We added support for a new form of unbundling logic in #2567. Unfortunately, this seems not to work properly. Specifically, the presence of requests in a system makes it impossible to catch urllib3 exceptions correctly: see this Stack Overflow question for more.

This problem seems to specifically affect the urllib3 sub-packages, not urllib3 itself. One proposed change is to add every urllib3 sub-package that gets imported to the list of modules requests explicitly imports in this stub file. This is pretty gross, but might work. Does anyone have other suggestions?

@fasaxc
Copy link

fasaxc commented Nov 10, 2015

The issue I'm seeing is that, after importing first urllib3.exceptions then requests.package.urllib3.exceptions

sys.modules["urllib3"].exceptions is not sys.modules["urllib3.exceptions"]
sys.modules["urllib3"].exceptions is sys.modules["requests.packages.urllib3.exceptions"]

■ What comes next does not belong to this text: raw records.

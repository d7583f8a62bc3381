pub mod chat;
pub mod diagnostics;
pub mod health;

pub use chat::{ChatRequest, ChatResponse};
pub use diagnostics::DiagnosticResponse;
pub use health::HealthResponse;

Importing requests.package.urllib3.exceptions results in the exceptions module being loaded a second time because patching sys.modules["requests.packages.urllib3"] doesn't also patch sys.modules["requests.packages.urllib3.exceptions"] so the import mechanism loads a second copy. Then, it assigns

modules["requests.packages.urllib3"].exceptions = sys.modules["requests.packages.urllib3.exceptions"]

but modules["requests.packages.urllib3"] is an alias for modules["urllib3"] so it clobbers modules["urllib3"].exceptions.

@Lukasa
Copy link
Member Author

Lukasa commented Nov 10, 2015

So we definitely broke this. On the other hand, I don't really understand the Python import logic well enough to effectively fix this problem. Thoughts?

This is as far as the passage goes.